The 23 SSR markers were analyzed using four sets of multiplex PCR reactions. Each multiplex was carefully assembled according to the compatibility of the SSRs during PCR and the molecular size of their amplicons. The forward primer of the SSR markers was labelled with one of the four fluorescent dyes, carboxy fluorescein (FAM), carboxytetramethylrhodamine (TAMRA), hexachloro-6-carboxyfluorescein (HEX) and ROX (carboxy-X-rhodamine). Multiplex PCRs were performed in a 11 µl volume containing approximately 20–50 ng template DNA, 0.4 pmol of each primer, and 5 µl Multiplex PCR Master Mix (QIAGEN Multiplex PCR Kit, Qiagen). Reactions were performed in an ABI 9700 thermocycler with an initial denaturation step of 15 min at 95°C, followed by 35 cycles of 95°C for 30 s, 57°C for 90 s and 72°C for 70 s, and a final extension at 60°C for 30 min.
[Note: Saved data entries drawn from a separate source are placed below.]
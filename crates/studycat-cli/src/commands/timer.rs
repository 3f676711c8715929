use clap::Subcommand;
use serde_json::json;
use studycat_core::export::fmt_hms;
use studycat_core::{Runtime, ScoringMode};

use super::{print_json, CmdResult};

#[derive(Subcommand)]
pub enum TimerAction {
    /// Start or resume the session
    Start {
        /// Task label for this session
        label: Option<String>,
    },
    /// Pause the running session
    Pause,
    /// Stop and finalize the session
    Stop,
    /// Print the settled timer state as JSON
    Status,
    /// Set the work and detail labels
    Label {
        work: String,
        #[arg(default_value = "")]
        detail: String,
    },
    /// Change the scoring mode
    Scoring {
        /// linear_min, study_bunny or forest_like
        mode: String,
        /// Points per minute for linear_min
        #[arg(long)]
        per_min: Option<f64>,
    },
}

pub async fn run(action: TimerAction) -> CmdResult {
    let rt = Runtime::open_default()?;
    let settled = rt.settle_on_startup().await?;
    let timer = rt.timer();

    match action {
        TimerAction::Start { label } => print_json(&timer.start(label.as_deref()).await?)?,
        TimerAction::Pause => print_json(&timer.pause().await?)?,
        TimerAction::Stop => print_json(&timer.stop().await?)?,
        TimerAction::Status => {
            let elapsed_ms = timer.now_elapsed_ms().await?;
            print_json(&json!({
                "phase": settled.state.phase(),
                "elapsed": fmt_hms(elapsed_ms / 1000),
                "state": settled.state,
                "awards": settled.awards,
            }))?;
        }
        TimerAction::Label { work, detail } => {
            print_json(&timer.set_work_detail(&work, &detail).await?)?
        }
        TimerAction::Scoring { mode, per_min } => {
            let mode: ScoringMode = mode.parse()?;
            print_json(&timer.set_scoring(mode, per_min).await?)?;
        }
    }
    Ok(())
}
For PCR fragment size determinations, 0.25 µl of an internal size standard (Liz-500, LIZ) was mixed with 1 µl of diluted PCR product (1/100) and 9 µl formamide. The mixture was heated at 94°C for 3 minutes and then cooled within icy water. Electrophoresis was carried out on an ABI 3130×l genetic analyzer (Applied Biosystems). Analyses were performed using the Genemapper 4.0 software.
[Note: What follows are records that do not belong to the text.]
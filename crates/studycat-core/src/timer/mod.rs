mod aggregate;
mod engine;
mod scoring;
mod service;
mod state;

pub use aggregate::{aggregates, Aggregates, Bucket};
pub use engine::{HeartbeatRequest, TimerEngine, Transition, MAX_SESSION_MS};
pub use scoring::{calc_points, ScoringMode, DEFAULT_LINEAR_PER_MIN};
pub(crate) use service::read_state;
pub use service::{Award, TimerHandle, TimerService, TimerSnapshot, DEFAULT_PURGE_DAYS};
pub use state::{Phase, SessionLog, TimerPatch, TimerState, TIMER_STATE_KEY};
The model-based program STRUCTURE  was used to infer population structure and to identify hybrid forms. In order to identify the number of populations (K) capturing the major structure in the data, we used a burn-in period of 10,000 Markov Chain Monte Carlo iterations and 100,000 run length, an admixture model following Hardy-Weinberg equilibrium and correlated allele frequencies as well as independent loci for each run. Three independent runs were performed for each simulated value of K, ranging from 1 to 20. Subsequently, an Pr(X|K) index with respect to each K was used to calculate ΔK using the formula described by Evanno et al. . The optimal K depends on the first peak of ÄΔK = |L″(K)|/s[Pr(x|k)], where (|L″(K)| denotes the absolute value of the second order rate of change of Pr(X|K), and s[Pr(x|k)] the standard deviation of the Pr(X|K)).
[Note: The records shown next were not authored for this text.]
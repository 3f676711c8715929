//! TOML-based application configuration.
//!
//! Stores:
//! - Timer scoring defaults and the session duration ceiling
//! - Heartbeat and maintenance intervals
//! - Ledger token lifetime and client timeout
//!
//! Configuration is stored at `<data_dir>/config.toml`.

use std::path::{Path, PathBuf};
use std::time::Duration;

use serde::{Deserialize, Serialize};

use super::data_dir;
use crate::calendar::Zone;
use crate::error::{ConfigError, ValidationError};
use crate::timer::{ScoringMode, DEFAULT_LINEAR_PER_MIN};

/// Timer configuration.
#[derive(Debug, Clone, PartialEq, Serialize, Deserialize)]
pub struct TimerConfig {
    /// Scoring mode applied to a fresh timer record.
    #[serde(default)]
    pub mode: ScoringMode,
    #[serde(default = "default_linear_per_min")]
    pub linear_per_min: f64,
    #[serde(default = "default_max_session_secs")]
    pub max_session_secs: u64,
    /// Fixed offset for calendar bucketing; unset uses the system zone.
    #[serde(default)]
    pub utc_offset_minutes: Option<i32>,
}

/// Heartbeat and maintenance intervals.
#[derive(Debug, Clone, PartialEq, Serialize, Deserialize)]
pub struct HeartbeatConfig {
    #[serde(default = "default_tick_secs")]
    pub tick_secs: u64,
    #[serde(default = "default_persist_secs")]
    pub persist_secs: u64,
    #[serde(default = "default_maintenance_secs")]
    pub maintenance_secs: u64,
}

/// Points ledger configuration.
#[derive(Debug, Clone, PartialEq, Serialize, Deserialize)]
pub struct LedgerConfig {
    #[serde(default = "default_token_ttl_secs")]
    pub token_ttl_secs: u64,
    #[serde(default = "default_client_timeout_ms")]
    pub client_timeout_ms: u64,
    #[serde(default = "default_queue_capacity")]
    pub queue_capacity: usize,
}

/// Application configuration.
///
/// Serialized to/from TOML at `<data_dir>/config.toml`.
#[derive(Debug, Clone, PartialEq, Default, Serialize, Deserialize)]
pub struct Config {
    #[serde(default)]
    pub timer: TimerConfig,
    #[serde(default)]
    pub heartbeat: HeartbeatConfig,
    #[serde(default)]
    pub ledger: LedgerConfig,
}

// Default functions
fn default_linear_per_min() -> f64 {
    DEFAULT_LINEAR_PER_MIN
}
fn default_max_session_secs() -> u64 {
    99 * 60 + 59
}
fn default_tick_secs() -> u64 {
    1
}
fn default_persist_secs() -> u64 {
    15
}
fn default_maintenance_secs() -> u64 {
    60
}
fn default_token_ttl_secs() -> u64 {
    180
}
fn default_client_timeout_ms() -> u64 {
    300
}
fn default_queue_capacity() -> usize {
    64
}

impl Default for TimerConfig {
    fn default() -> Self {
        Self {
            mode: ScoringMode::default(),
            linear_per_min: default_linear_per_min(),
            max_session_secs: default_max_session_secs(),
            utc_offset_minutes: None,
        }
    }
}

impl Default for HeartbeatConfig {
    fn default() -> Self {
        Self {
            tick_secs: default_tick_secs(),
            persist_secs: default_persist_secs(),
            maintenance_secs: default_maintenance_secs(),
        }
    }
}

impl Default for LedgerConfig {
    fn default() -> Self {
        Self {
            token_ttl_secs: default_token_ttl_secs(),
            client_timeout_ms: default_client_timeout_ms(),
            queue_capacity: default_queue_capacity(),
        }
    }
}

impl HeartbeatConfig {
    pub fn tick(&self) -> Duration {
        Duration::from_secs(self.tick_secs.max(1))
    }

    pub fn persist(&self) -> Duration {
        Duration::from_secs(self.persist_secs.max(1))
    }

    pub fn maintenance(&self) -> Duration {
        Duration::from_secs(self.maintenance_secs.max(1))
    }
}

impl Config {
    fn get_json_value_by_path<'a>(
        root: &'a serde_json::Value,
        key: &str,
    ) -> Option<&'a serde_json::Value> {
        if key.is_empty() {
            return None;
        }

        let mut current = root;
        for part in key.split('.') {
            current = current.get(part)?;
        }
        Some(current)
    }

    fn set_json_value_by_path(
        root: &mut serde_json::Value,
        key: &str,
        value: &str,
    ) -> Result<(), ConfigError> {
        let unknown = || ConfigError::UnknownKey(key.to_string());
        let invalid = |message: String| ConfigError::InvalidValue {
            key: key.to_string(),
            message,
        };

        let (parent, leaf) = match key.rsplit_once('.') {
            Some((parent, leaf)) => (Some(parent), leaf),
            None => (None, key),
        };
        if leaf.is_empty() {
            return Err(unknown());
        }

        let mut current = root;
        if let Some(parent) = parent {
            for part in parent.split('.') {
                current = current.get_mut(part).ok_or_else(unknown)?;
            }
        }
        let obj = current.as_object_mut().ok_or_else(unknown)?;
        let existing = obj.get(leaf).ok_or_else(unknown)?;

        let new_value = match existing {
            serde_json::Value::Bool(_) => serde_json::Value::Bool(
                value
                    .parse::<bool>()
                    .map_err(|e| invalid(e.to_string()))?,
            ),
            serde_json::Value::Number(_) => {
                if matches!(value.trim(), "" | "none") {
                    serde_json::Value::Null
                } else if let Ok(n) = value.parse::<i64>() {
                    serde_json::Value::Number(n.into())
                } else if let Ok(n) = value.parse::<f64>() {
                    serde_json::Number::from_f64(n)
                        .map(serde_json::Value::Number)
                        .ok_or_else(|| invalid(format!("cannot parse '{value}' as number")))?
                } else {
                    return Err(invalid(format!("cannot parse '{value}' as number")));
                }
            }
            // Optional values: empty or "none" clears, anything else is parsed as JSON.
            serde_json::Value::Null => match value.trim() {
                "" | "none" => serde_json::Value::Null,
                other => serde_json::from_str(other)
                    .unwrap_or_else(|_| serde_json::Value::String(other.to_string())),
            },
            serde_json::Value::Object(_) | serde_json::Value::Array(_) => {
                serde_json::from_str(value).map_err(|e| invalid(e.to_string()))?
            }
            serde_json::Value::String(_) => serde_json::Value::String(value.into()),
        };

        obj.insert(leaf.to_string(), new_value);
        Ok(())
    }

    pub fn path() -> Result<PathBuf, ConfigError> {
        Ok(data_dir()?.join("config.toml"))
    }

    /// Load from the data directory, writing defaults on first run.
    ///
    /// # Errors
    ///
    /// Returns an error if the config file exists but cannot be parsed,
    /// or if the default config cannot be written to disk.
    pub fn load() -> Result<Self, ConfigError> {
        Self::load_from(&Self::path()?)
    }

    pub fn load_from(path: &Path) -> Result<Self, ConfigError> {
        match std::fs::read_to_string(path) {
            Ok(content) => toml::from_str(&content).map_err(|e| ConfigError::LoadFailed {
                path: path.to_path_buf(),
                message: e.to_string(),
            }),
            Err(_) => {
                let cfg = Self::default();
                cfg.save_to(path)?;
                Ok(cfg)
            }
        }
    }

    /// Persist to the data directory.
    pub fn save(&self) -> Result<(), ConfigError> {
        self.save_to(&Self::path()?)
    }

    pub fn save_to(&self, path: &Path) -> Result<(), ConfigError> {
        let fail = |message: String| ConfigError::SaveFailed {
            path: path.to_path_buf(),
            message,
        };
        let content = toml::to_string_pretty(self).map_err(|e| fail(e.to_string()))?;
        std::fs::write(path, content).map_err(|e| fail(e.to_string()))
    }

    /// Get a config value as string by dot-separated key.
    pub fn get(&self, key: &str) -> Option<String> {
        let json = serde_json::to_value(self).ok()?;
        let val = Self::get_json_value_by_path(&json, key)?;
        match val {
            serde_json::Value::String(s) => Some(s.clone()),
            other => Some(other.to_string()),
        }
    }

    /// Set a config value by key without saving.
    ///
    /// # Errors
    ///
    /// Returns an error if the key is unknown or the value does not fit
    /// the field's type.
    pub fn set(&mut self, key: &str, value: &str) -> Result<(), ConfigError> {
        let mut json = serde_json::to_value(&*self).map_err(|e| ConfigError::InvalidValue {
            key: key.to_string(),
            message: e.to_string(),
        })?;
        Self::set_json_value_by_path(&mut json, key, value)?;
        let next: Config =
            serde_json::from_value(json).map_err(|e| ConfigError::InvalidValue {
                key: key.to_string(),
                message: e.to_string(),
            })?;
        next.validate()?;
        *self = next;
        Ok(())
    }

    /// Every dotted key with its current value, sorted.
    pub fn entries(&self) -> Vec<(String, String)> {
        fn walk(prefix: &str, value: &serde_json::Value, out: &mut Vec<(String, String)>) {
            match value {
                serde_json::Value::Object(map) => {
                    for (k, v) in map {
                        let key = if prefix.is_empty() {
                            k.clone()
                        } else {
                            format!("{prefix}.{k}")
                        };
                        walk(&key, v, out);
                    }
                }
                serde_json::Value::String(s) => out.push((prefix.to_string(), s.clone())),
                other => out.push((prefix.to_string(), other.to_string())),
            }
        }

        let mut out = Vec::new();
        if let Ok(json) = serde_json::to_value(self) {
            walk("", &json, &mut out);
        }
        out.sort();
        out
    }

    pub fn validate(&self) -> Result<(), ConfigError> {
        let invalid = |key: &str, message: &str| ConfigError::InvalidValue {
            key: key.to_string(),
            message: message.to_string(),
        };
        if !self.timer.linear_per_min.is_finite() || self.timer.linear_per_min < 0.0 {
            return Err(invalid("timer.linear_per_min", "must be a finite non-negative number"));
        }
        if self.timer.max_session_secs == 0 {
            return Err(invalid("timer.max_session_secs", "must be positive"));
        }
        self.zone().map_err(|e| invalid("timer.utc_offset_minutes", &e.to_string()))?;
        if self.ledger.queue_capacity == 0 {
            return Err(invalid("ledger.queue_capacity", "must be positive"));
        }
        Ok(())
    }

    pub fn zone(&self) -> Result<Zone, ValidationError> {
        Zone::from_offset_minutes(self.timer.utc_offset_minutes)
    }

    pub fn max_session_ms(&self) -> u64 {
        self.timer.max_session_secs.saturating_mul(1000)
    }

    pub fn client_timeout(&self) -> Duration {
        Duration::from_millis(self.ledger.client_timeout_ms)
    }
}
Genetic diversity assessment.
For the entire collection as well as the subpopulations, allele richness, gene diversity and the number of unique alleles were calculated with PowerMarker version 3.25 , using genetic distances calculated by the CS Chord 1967 method . Tree topologies were constructed based on the neighbour-joining method with MEGA . For each subpopulation inferred from STRUCTURE, the observed and effective number of alleles, the observed and expected heterozygosity, as well as Shannon's information index were calculated by POPGENE. As a measure of genetic differentiation between pairs of sub-populations, we computed FST statistics with the AMOVA means in Arlequin 3.11 . Principal Component Analysis (PCA) in NTSYSpc2.11 was used to analyse genetic relationships among accessions and to determine the optimal number of clusters in the study.
Core collection sampling.
For sampling core collections, we used the Maximization (M) algorithm implemented in MSTRAT software version 4.1 . For evaluation of core collection's minimal size and for individual sampling of the collections, 20 replicates of 20 iterations for each replicate were performed.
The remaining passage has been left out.